Obama's smart bank tax
Barack Obama's planned bank tax is very smart. It will encourage banks to stick to their knitting and might even boost rates on savings accounts.
"We want our money back, and we're going to get it."
With those words, Barack Obama made it very clear he's determined not to be pushed around by the over-bonused bankers of Wall Street.
Even better, he's come up with a very clever way of siphoning off some of the banks' post-crunch profits. The planned tax will hit banks' liabilities - in other words, their sources of funding. But it won't hit all liabilities - deposits made by ordinary savers will be exempt.
So the tax will effectively hit the 'hot money' that banks raise from other banks and investors in the wholesale markets. One of the major causes of the financial crash was that some banks had become overly reliant on short-term funding and had lost interest in raising money the sensible way from ordinary savers.
The advantage of wholesale markets is that they're normally cheaper and simpler than other routes. The disadvantage is that they're riskier. If wholesale markets seize up, you've got a crisis on your hands. This is exactly what happened to Northern Rock.
Banks were able to raise cash more cheaply from wholesale markets but this was a much more risky approach. Northern Rock went bust as a result. Obama's tax will make it more expensive to raise cash from the wholesale markets and banks will have an incentive to focus more on traditional savings accounts as a result. Rates on US savings accounts may rise. Great!
Does it make any difference to the UK?
Well, some UK banks have significant operations in the US so they will have to cough up for the tax.

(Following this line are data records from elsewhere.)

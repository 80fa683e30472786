//! Append-only market events: `swap_event`, `lp_event`, `authority_event`.

use rusqlite::{params, Connection, OptionalExtension};

#[derive(Debug, Clone)]
pub struct SwapEvent {
    pub ts: i64,
    pub sig: String,
    pub slot: i64,
    pub pool: String,
    pub token: String,
    /// +1 buy, -1 sell, 0 unknown.
    pub side: i64,
    pub price: f64,
    pub base_amt: f64,
    pub quote_amt: f64,
}

/// A swap row as the feature worker reads it back, ascending by time.
#[derive(Debug, Clone, Copy)]
pub struct SwapSample {
    pub ts: i64,
    pub price: f64,
    pub side: i64,
    pub base_amt: f64,
}

pub fn insert_swap(conn: &Connection, event: &SwapEvent) -> Result<(), rusqlite::Error> {
    conn.execute(
        "INSERT INTO swap_event (ts, sig, slot, pool, token, side, price, base_amt, quote_amt)
         VALUES (?1, ?2, ?3, ?4, ?5, ?6, ?7, ?8, ?9)",
        params![
            event.ts,
            event.sig,
            event.slot,
            event.pool,
            event.token,
            event.side,
            event.price,
            event.base_amt,
            event.quote_amt,
        ],
    )?;
    Ok(())
}

/// LP scaffold row; reserves stay NULL until a real decoder fills them.
pub fn insert_lp(
    conn: &Connection,
    sig: &str,
    ts: i64,
    slot: i64,
    pool: &str,
) -> Result<(), rusqlite::Error> {
    conn.execute(
        "INSERT INTO lp_event (sig, ts, slot, pool, x_reserve, y_reserve, fee_bps, kind)
         VALUES (?1, ?2, ?3, ?4, NULL, NULL, NULL, 'update')",
        params![sig, ts, slot, pool],
    )?;
    Ok(())
}

pub fn insert_authority(
    conn: &Connection,
    ts: i64,
    mint: &str,
    pool: Option<&str>,
) -> Result<(), rusqlite::Error> {
    conn.execute(
        "INSERT INTO authority_event (ts, mint, pool, mint_auth, freeze_auth)
         VALUES (?1, ?2, ?3, NULL, NULL)",
        params![ts, mint, pool],
    )?;
    Ok(())
}

/// Latest observed swap price for a pool; the exit engine's price source.
pub fn latest_price(conn: &Connection, pool: &str) -> Result<Option<f64>, rusqlite::Error> {
    conn.query_row(
        "SELECT price FROM swap_event
         WHERE pool = ?1
         ORDER BY ts DESC, id DESC
         LIMIT 1",
        params![pool],
        |row| row.get(0),
    )
    .optional()
}

/// Pools with any swap or LP activity since `cutoff` (0 = all time).
pub fn active_pools_since(conn: &Connection, cutoff: i64) -> Result<Vec<String>, rusqlite::Error> {
    let mut stmt = conn.prepare(
        "SELECT pool FROM (
             SELECT pool, ts FROM swap_event WHERE ts > ?1
             UNION ALL
             SELECT pool, ts FROM lp_event WHERE ts > ?1
         )
         GROUP BY pool",
    )?;
    let rows = stmt.query_map(params![cutoff], |row| row.get(0))?;
    rows.collect()
}

/// Swap samples for one pool since `cutoff`, ascending, as feature input.
pub fn pool_swaps_since(
    conn: &Connection,
    pool: &str,
    cutoff: i64,
) -> Result<Vec<SwapSample>, rusqlite::Error> {
    let mut stmt = conn.prepare(
        "SELECT ts, price, side, base_amt FROM swap_event
         WHERE pool = ?1 AND ts > ?2
         ORDER BY ts ASC, id ASC",
    )?;
    let rows = stmt.query_map(params![pool, cutoff], |row| {
        Ok(SwapSample {
            ts: row.get(0)?,
            price: row.get(1)?,
            side: row.get(2)?,
            base_amt: row.get(3)?,
        })
    })?;
    rows.collect()
}
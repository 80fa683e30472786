//! Poolflow CLI: one-shot diagnostics or the full supervised pipeline.
//!
//! `poolflow diag`              - DB table listing + a few live notifications
//! `poolflow full --exec MODE`  - every worker + health, until interrupted
//!
//! With no subcommand, `diag` runs.

use poolflow::config::AppConfig;
use poolflow::executor::{ExecMode, LiveStubExecutor, PaperExecutor, SignalExecutor};
use poolflow::{db, detector, exit_engine, features, health, ingest, parsers, resolver, supervisor};
use poolflow::BoxError;
use std::sync::Arc;
use std::time::Duration;
use tokio::sync::watch;

const DIAG_LOG_LIMIT: usize = 10;
const SHUTDOWN_GRACE_SECS: u64 = 2;

enum Command {
    Diag,
    Full(ExecMode),
}

fn parse_args(args: &[String]) -> Result<Command, String> {
    match args.first().map(String::as_str) {
        None | Some("diag") => Ok(Command::Diag),
        Some("full") => {
            let mut mode = ExecMode::Paper;
            if let Some(idx) = args.iter().position(|a| a == "--exec") {
                let value = args
                    .get(idx + 1)
                    .ok_or_else(|| "--exec requires a value (paper|live|none)".to_string())?;
                mode = ExecMode::parse(value)
                    .ok_or_else(|| format!("unknown exec mode: {} (expected paper|live|none)", value))?;
            }
            Ok(Command::Full(mode))
        }
        Some(other) => Err(format!(
            "unknown command: {} (usage: poolflow [diag | full --exec paper|live|none])",
            other
        )),
    }
}

#[tokio::main]
async fn main() {
    dotenv::dotenv().ok();
    env_logger::Builder::from_env(env_logger::Env::default().default_filter_or("info")).init();

    // NOTE: Workaround for rustls provider selection with rustls-tls clients
    rustls::crypto::aws_lc_rs::default_provider()
        .install_default()
        .ok();

    let args: Vec<String> = std::env::args().skip(1).collect();
    let command = match parse_args(&args) {
        Ok(command) => command,
        Err(msg) => {
            eprintln!("{}", msg);
            std::process::exit(2);
        }
    };

    let cfg = match AppConfig::from_env() {
        Ok(cfg) => Arc::new(cfg),
        Err(e) => {
            log::error!("fatal: {}", e);
            std::process::exit(1);
        }
    };

    let result = match command {
        Command::Diag => run_diag(cfg).await,
        Command::Full(mode) => run_full(cfg, mode).await,
    };
    if let Err(e) = result {
        log::error!("fatal: {}", e);
        std::process::exit(1);
    }
}

async fn run_diag(cfg: Arc<AppConfig>) -> Result<(), BoxError> {
    log::info!("[DIAG] checking DB at {}", cfg.db_path);
    let conn = db::open_and_migrate(&cfg.db_path)?;
    let tables = db::list_tables(&conn)?;
    log::info!("[DIAG] DB OK. Tables: {:?}", tables);

    log::info!("[DIAG] checking log feed at {}", cfg.rpc_ws);
    let received = ingest::diag_ws_check(&cfg, DIAG_LOG_LIMIT).await?;
    log::info!("[DIAG] feed OK. Received {} notifications.", received);
    Ok(())
}

async fn run_full(cfg: Arc<AppConfig>, mode: ExecMode) -> Result<(), BoxError> {
    log::info!("🚀 runner: starting full pipeline (executor={:?})", mode);

    // Migrate once up front so every worker sees the full schema
    db::open_and_migrate(&cfg.db_path)?;

    let (shutdown_tx, shutdown_rx) = watch::channel(false);
    let mut handles = Vec::new();

    // Dependency order: ingest -> resolve -> parse -> features -> detector
    // -> executor -> exit. Each worker is independently restartable.
    let c = cfg.clone();
    handles.push(supervisor::spawn_supervised("ingestor", shutdown_rx.clone(), move |sd| {
        ingest::run(c.clone(), sd)
    }));
    let c = cfg.clone();
    handles.push(supervisor::spawn_supervised("resolver", shutdown_rx.clone(), move |sd| {
        resolver::run(c.clone(), sd)
    }));
    let c = cfg.clone();
    handles.push(supervisor::spawn_supervised("parser_swap", shutdown_rx.clone(), move |sd| {
        parsers::swap::run(c.clone(), sd)
    }));
    let c = cfg.clone();
    handles.push(supervisor::spawn_supervised("parser_lp", shutdown_rx.clone(), move |sd| {
        parsers::lp::run(c.clone(), sd)
    }));
    let c = cfg.clone();
    handles.push(supervisor::spawn_supervised(
        "parser_authority",
        shutdown_rx.clone(),
        move |sd| parsers::authority::run(c.clone(), sd),
    ));
    let c = cfg.clone();
    handles.push(supervisor::spawn_supervised("feature_worker", shutdown_rx.clone(), move |sd| {
        features::run(c.clone(), sd)
    }));
    let c = cfg.clone();
    handles.push(supervisor::spawn_supervised("detector", shutdown_rx.clone(), move |sd| {
        detector::run(c.clone(), sd)
    }));

    match mode {
        ExecMode::Paper => {
            let c = cfg.clone();
            let executor: Arc<dyn SignalExecutor> = Arc::new(PaperExecutor);
            handles.push(supervisor::spawn_supervised(
                "executor_paper",
                shutdown_rx.clone(),
                move |sd| poolflow::executor::run(c.clone(), executor.clone(), sd),
            ));
        }
        ExecMode::Live => {
            let c = cfg.clone();
            let executor: Arc<dyn SignalExecutor> = Arc::new(LiveStubExecutor);
            handles.push(supervisor::spawn_supervised(
                "executor_live",
                shutdown_rx.clone(),
                move |sd| poolflow::executor::run(c.clone(), executor.clone(), sd),
            ));
        }
        ExecMode::None => {
            log::info!("runner: no executor attached (exec=none)");
        }
    }

    // The exit engine always runs: open positions need TP/SL regardless of
    // which executor opened them.
    let c = cfg.clone();
    handles.push(supervisor::spawn_supervised("exit_worker", shutdown_rx.clone(), move |sd| {
        exit_engine::run(c.clone(), sd)
    }));

    log::info!("✅ runner: started {} workers; health every 5s", handles.len());

    // Health ticker on the main task until ctrl-c
    let health_cfg = cfg.clone();
    let health_rx = shutdown_rx.clone();
    tokio::select! {
        _ = health::run_ticker(health_cfg, health_rx) => {}
        _ = tokio::signal::ctrl_c() => {
            log::info!("runner: interrupt received, stopping");
        }
    }

    // Propagate shutdown, give workers time to finish their batch, then cut
    // anything still running.
    let _ = shutdown_tx.send(true);
    tokio::time::sleep(Duration::from_secs(SHUTDOWN_GRACE_SECS)).await;
    for handle in &handles {
        handle.abort();
    }
    log::info!("runner: stopped");
    Ok(())
}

But, more importantly, I wouldn't be surprised if European governments followed Obama's lead on this sooner or later. Then UK-based banks would need to raise more cash from ordinary folk which would inevitably mean one thing - higher rates on savings accounts.
That said, I shouldn't get carried away. Far too many US politicians have accepted big campaign donations from Wall Street so there's a good chance that Congress will kill this plan. And if the US doesn't introduce this tax, I fear the next UK government won't want to do anything here due to concerns about hobbling UK banks in the global market place.
So who knows what will happen in the end? But three cheers to Obama for coming up with a good idea.